- _What to work on_
Write the whole listing out again, word for word.

------------------------

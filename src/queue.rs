// Pending-update queue drained into transactional backend batches.
// Numan Thabit 2026

use tracing::{error, warn};

use crate::wire::{Command, Digest, Request, Shingles};

/// Source label for updates accepted over the UDP port.
pub const LOCAL_SOURCE: &str = "local";

/// A buffered mutation awaiting the next flush.
#[derive(Debug, Clone, PartialEq)]
pub enum PendingUpdate {
    /// Digest-only mutation.
    Normal {
        digest: Digest,
        flag: u32,
        cmd: Command,
    },
    /// Mutation carrying the shingle vector.
    Shingle {
        digest: Digest,
        flag: u32,
        cmd: Command,
        shingles: Shingles,
    },
}

impl PendingUpdate {
    /// Builds an update owning a full copy of the request payload.
    pub fn from_request(req: &Request) -> Self {
        match req.shingles {
            Some(shingles) => PendingUpdate::Shingle {
                digest: req.digest,
                flag: req.flag,
                cmd: req.cmd,
                shingles,
            },
            None => PendingUpdate::Normal {
                digest: req.digest,
                flag: req.flag,
                cmd: req.cmd,
            },
        }
    }

    /// Synthesized refresh for a confidently matched digest.
    pub fn refresh(digest: Digest, flag: u32, shingles: Option<Shingles>) -> Self {
        match shingles {
            Some(shingles) => PendingUpdate::Shingle {
                digest,
                flag,
                cmd: Command::Refresh,
                shingles,
            },
            None => PendingUpdate::Normal {
                digest,
                flag,
                cmd: Command::Refresh,
            },
        }
    }

    pub fn digest(&self) -> &Digest {
        match self {
            PendingUpdate::Normal { digest, .. } | PendingUpdate::Shingle { digest, .. } => digest,
        }
    }

    pub fn cmd(&self) -> Command {
        match self {
            PendingUpdate::Normal { cmd, .. } | PendingUpdate::Shingle { cmd, .. } => *cmd,
        }
    }

    pub fn flag(&self) -> u32 {
        match self {
            PendingUpdate::Normal { flag, .. } | PendingUpdate::Shingle { flag, .. } => *flag,
        }
    }

    pub fn shingles(&self) -> Option<&Shingles> {
        match self {
            PendingUpdate::Normal { .. } => None,
            PendingUpdate::Shingle { shingles, .. } => Some(shingles),
        }
    }
}

/// A drained batch handed to the backend; owns its updates and hands
/// leftovers back to the queue on failure.
#[derive(Debug)]
pub struct UpdateBatch {
    pub updates: Vec<PendingUpdate>,
    pub source: String,
    pub is_final: bool,
}

/// The leader's authoritative pending queue.
///
/// Followers never construct one; they forward over the peer socket.
#[derive(Debug)]
pub struct UpdateQueue {
    pending: Vec<PendingUpdate>,
    failures: u32,
    maxfail: u32,
}

impl UpdateQueue {
    /// Creates a queue that tolerates `maxfail` consecutive flush
    /// failures before discarding a batch.
    pub fn new(maxfail: u32) -> Self {
        Self {
            pending: Vec::with_capacity(1024),
            failures: 0,
            maxfail,
        }
    }

    /// Appends one update in arrival order.
    pub fn push(&mut self, update: PendingUpdate) {
        self.pending.push(update);
    }

    pub fn len(&self) -> usize {
        self.pending.len()
    }

    pub fn is_empty(&self) -> bool {
        self.pending.is_empty()
    }

    /// Consecutive flush failures so far.
    pub fn failures(&self) -> u32 {
        self.failures
    }

    /// Atomically swaps the queue for an empty one and returns the
    /// drained batch, or `None` when there is nothing to flush.
    pub fn take_batch(&mut self, source: &str, is_final: bool) -> Option<UpdateBatch> {
        if self.pending.is_empty() {
            return None;
        }
        let updates = std::mem::take(&mut self.pending);
        Some(UpdateBatch {
            updates,
            source: source.to_string(),
            is_final,
        })
    }

    /// Marks the in-flight batch committed.
    pub fn note_success(&mut self) {
        self.failures = 0;
    }

    /// Handles a failed batch: requeues it ahead of newer updates, or
    /// drops it after `maxfail` consecutive failures. Returns whether
    /// the batch was kept.
    pub fn note_failure(&mut self, batch: UpdateBatch) -> bool {
        self.failures += 1;
        if self.failures > self.maxfail {
            error!(
                discarded = batch.updates.len(),
                retries = self.maxfail,
                source = %batch.source,
                "cannot commit update batch, discarding after repeated failures"
            );
            self.failures = 0;
            return false;
        }

        warn!(
            kept = batch.updates.len(),
            pending = self.pending.len(),
            retries_left = self.maxfail - self.failures,
            "update batch failed, requeueing for retry"
        );
        // Failed updates predate anything queued since the swap.
        let mut updates = batch.updates;
        updates.append(&mut self.pending);
        self.pending = updates;
        true
    }
}

#[cfg(test)]
mod tests {
    use super::*;

    fn update(byte: u8, cmd: Command) -> PendingUpdate {
        PendingUpdate::Normal {
            digest: [byte; 64],
            flag: 1,
            cmd,
        }
    }

    #[test]
    fn take_batch_swaps_queue() {
        let mut queue = UpdateQueue::new(3);
        queue.push(update(1, Command::Write));
        queue.push(update(2, Command::Delete));

        let batch = queue.take_batch(LOCAL_SOURCE, false).unwrap();
        assert_eq!(batch.updates.len(), 2);
        assert!(queue.is_empty());
        assert!(queue.take_batch(LOCAL_SOURCE, false).is_none());
    }

    #[test]
    fn requeue_preserves_fifo_order() {
        let mut queue = UpdateQueue::new(3);
        queue.push(update(1, Command::Write));
        let batch = queue.take_batch(LOCAL_SOURCE, false).unwrap();

        // Something newer lands while the batch is in flight.
        queue.push(update(2, Command::Write));
        assert!(queue.note_failure(batch));

        let retry = queue.take_batch(LOCAL_SOURCE, false).unwrap();
        assert_eq!(retry.updates[0], update(1, Command::Write));
        assert_eq!(retry.updates[1], update(2, Command::Write));
    }

    #[test]
    fn drops_batch_after_maxfail() {
        let mut queue = UpdateQueue::new(2);

        for round in 0..3 {
            queue.push(update(round, Command::Write));
            let batch = queue.take_batch(LOCAL_SOURCE, false).unwrap();
            let kept = queue.note_failure(batch);
            if round < 2 {
                assert!(kept, "round {round} should requeue");
            } else {
                assert!(!kept, "round 3 should drop");
                assert_eq!(queue.failures(), 0);
            }
        }
    }

    #[test]
    fn success_resets_failure_count() {
        let mut queue = UpdateQueue::new(1);
        queue.push(update(1, Command::Write));
        let batch = queue.take_batch(LOCAL_SOURCE, false).unwrap();
        assert!(queue.note_failure(batch));
        queue.note_success();
        assert_eq!(queue.failures(), 0);
    }

    #[test]
    fn refresh_copies_shingles() {
        let shingles = [7u64; 32];
        let refresh = PendingUpdate::refresh([9; 64], 3, Some(shingles));
        assert_eq!(refresh.cmd(), Command::Refresh);
        assert_eq!(refresh.shingles(), Some(&shingles));
    }
}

------------------------

- _Output_
filename src/queue.rs
// Pending-update queue drained into transactional backend batches.
// Numan Thabit 2026

use tracing::{error, warn};

use crate::wire::{Command, Digest, Request, Shingles};

/// Source label for updates accepted over the UDP port.
pub const LOCAL_SOURCE: &str = "local";

/// A buffered mutation awaiting the next flush.
#[derive(Debug, Clone, PartialEq)]
pub enum PendingUpdate {
    /// Digest-only mutation.
    Normal {
        digest: Digest,
        flag: u32,
        cmd: Command,
    },
    /// Mutation carrying the shingle vector.
    Shingle {
        digest: Digest,
        flag: u32,
        cmd: Command,
        shingles: Shingles,
    },
}

impl PendingUpdate {
    /// Builds an update owning a full copy of the request payload.
    pub fn from_request(req: &Request) -> Self {
        match req.shingles {
            Some(shingles) => PendingUpdate::Shingle {
                digest: req.digest,
                flag: req.flag,
                cmd: req.cmd,
                shingles,
            },
            None => PendingUpdate::Normal {
                digest: req.digest,
                flag: req.flag,
                cmd: req.cmd,
            },
        }
    }

    /// Synthesized refresh for a confidently matched digest.
    pub fn refresh(digest: Digest, flag: u32, shingles: Option<Shingles>) -> Self {
        match shingles {
            Some(shingles) => PendingUpdate::Shingle {
                digest,
                flag,
                cmd: Command::Refresh,
                shingles,
            },
            None => PendingUpdate::Normal {
                digest,
                flag,
                cmd: Command::Refresh,
            },
        }
    }

    pub fn digest(&self) -> &Digest {
        match self {
            PendingUpdate::Normal { digest, .. } | PendingUpdate::Shingle { digest, .. } => digest,
        }
    }

    pub fn cmd(&self) -> Command {
        match self {
            PendingUpdate::Normal { cmd, .. } | PendingUpdate::Shingle { cmd, .. } => *cmd,
        }
    }

    pub fn flag(&self) -> u32 {
        match self {
            PendingUpdate::Normal { flag, .. } | PendingUpdate::Shingle { flag, .. } => *flag,
        }
    }

    pub fn shingles(&self) -> Option<&Shingles> {
        match self {
            PendingUpdate::Normal { .. } => None,
            PendingUpdate::Shingle { shingles, .. } => Some(shingles),
        }
    }
}

/// A drained batch handed to the backend; owns its updates and hands
/// leftovers back to the queue on failure.
#[derive(Debug)]
pub struct UpdateBatch {
    pub updates: Vec<PendingUpdate>,
    pub source: String,
    pub is_final: bool,
}

/// The leader's authoritative pending queue.
///
/// Followers never construct one; they forward over the peer socket.
#[derive(Debug)]
pub struct UpdateQueue {
    pending: Vec<PendingUpdate>,
    failures: u32,
    maxfail: u32,
}

impl UpdateQueue {
    /// Creates a queue that tolerates `maxfail` consecutive flush
    /// failures before discarding a batch.
    pub fn new(maxfail: u32) -> Self {
        Self {
            pending: Vec::with_capacity(1024),
            failures: 0,
            maxfail,
        }
    }

    /// Appends one update in arrival order.
    pub fn push(&mut self, update: PendingUpdate) {
        self.pending.push(update);
    }

    pub fn len(&self) -> usize {
        self.pending.len()
    }

    pub fn is_empty(&self) -> bool {
        self.pending.is_empty()
    }

    /// Consecutive flush failures so far.
    pub fn failures(&self) -> u32 {
        self.failures
    }

    /// Atomically swaps the queue for an empty one and returns the
    /// drained batch, or `None` when there is nothing to flush.
    pub fn take_batch(&mut self, source: &str, is_final: bool) -> Option<UpdateBatch> {
        if self.pending.is_empty() {
            return None;
        }
        let updates = std::mem::take(&mut self.pending);
        Some(UpdateBatch {
            updates,
            source: source.to_string(),
            is_final,
        })
    }

    /// Marks the in-flight batch committed.
    pub fn note_success(&mut self) {
        self.failures = 0;
    }

    /// Handles a failed batch: requeues it ahead of newer updates, or
    /// drops it after `maxfail` consecutive failures. Returns whether
    /// the batch was kept.
    pub fn note_failure(&mut self, batch: UpdateBatch) -> bool {
        self.failures += 1;
        if self.failures > self.maxfail {
            error!(
                discarded = batch.updates.len(),
                retries = self.maxfail,
                source = %batch.source,
                "cannot commit update batch, discarding after repeated failures"
            );
            self.failures = 0;
            return false;
        }

        warn!(
            kept = batch.updates.len(),
            pending = self.pending.len(),
            retries_left = self.maxfail - self.failures,
            "update batch failed, requeueing for retry"
        );
        // Failed updates predate anything queued since the swap.
        let mut updates = batch.updates;
        updates.append(&mut self.pending);
        self.pending = updates;
        true
    }
}

#[cfg(test)]
mod tests {
    use super::*;

    fn update(byte: u8, cmd: Command) -> PendingUpdate {
        PendingUpdate::Normal {
            digest: [byte; 64],
            flag: 1,
            cmd,
        }
    }

    #[test]
    fn take_batch_swaps_queue() {
        let mut queue = UpdateQueue::new(3);
        queue.push(update(1, Command::Write));
        queue.push(update(2, Command::Delete));

        let batch = queue.take_batch(LOCAL_SOURCE, false).unwrap();
        assert_eq!(batch.updates.len(), 2);
        assert!(queue.is_empty());
        assert!(queue.take_batch(LOCAL_SOURCE, false).is_none());
    }

    #[test]
    fn requeue_preserves_fifo_order() {
        let mut queue = UpdateQueue::new(3);
        queue.push(update(1, Command::Write));
        let batch = queue.take_batch(LOCAL_SOURCE, false).unwrap();

        // Something newer lands while the batch is in flight.
        queue.push(update(2, Command::Write));
        assert!(queue.note_failure(batch));

        let retry = queue.take_batch(LOCAL_SOURCE, false).unwrap();
        assert_eq!(retry.updates[0], update(1, Command::Write));
        assert_eq!(retry.updates[1], update(2, Command::Write));
    }

    #[test]
    fn drops_batch_after_maxfail() {
        let mut queue = UpdateQueue::new(2);

        for round in 0..3 {
            queue.push(update(round, Command::Write));
            let batch = queue.take_batch(LOCAL_SOURCE, false).unwrap();
            let kept = queue.note_failure(batch);
            if round < 2 {
                assert!(kept, "round {round} should requeue");
            } else {
                assert!(!kept, "round 3 should drop");
                assert_eq!(queue.failures(), 0);
            }
        }
    }

    #[test]
    fn success_resets_failure_count() {
        let mut queue = UpdateQueue::new(1);
        queue.push(update(1, Command::Write));
        let batch = queue.take_batch(LOCAL_SOURCE, false).unwrap();
        assert!(queue.note_failure(batch));
        queue.note_success();
        assert_eq!(queue.failures(), 0);
    }

    #[test]
    fn refresh_copies_shingles() {
        let shingles = [7u64; 32];
        let refresh = PendingUpdate::refresh([9; 64], 3, Some(shingles));
        assert_eq!(refresh.cmd(), Command::Refresh);
        assert_eq!(refresh.shingles(), Some(&shingles));
    }
}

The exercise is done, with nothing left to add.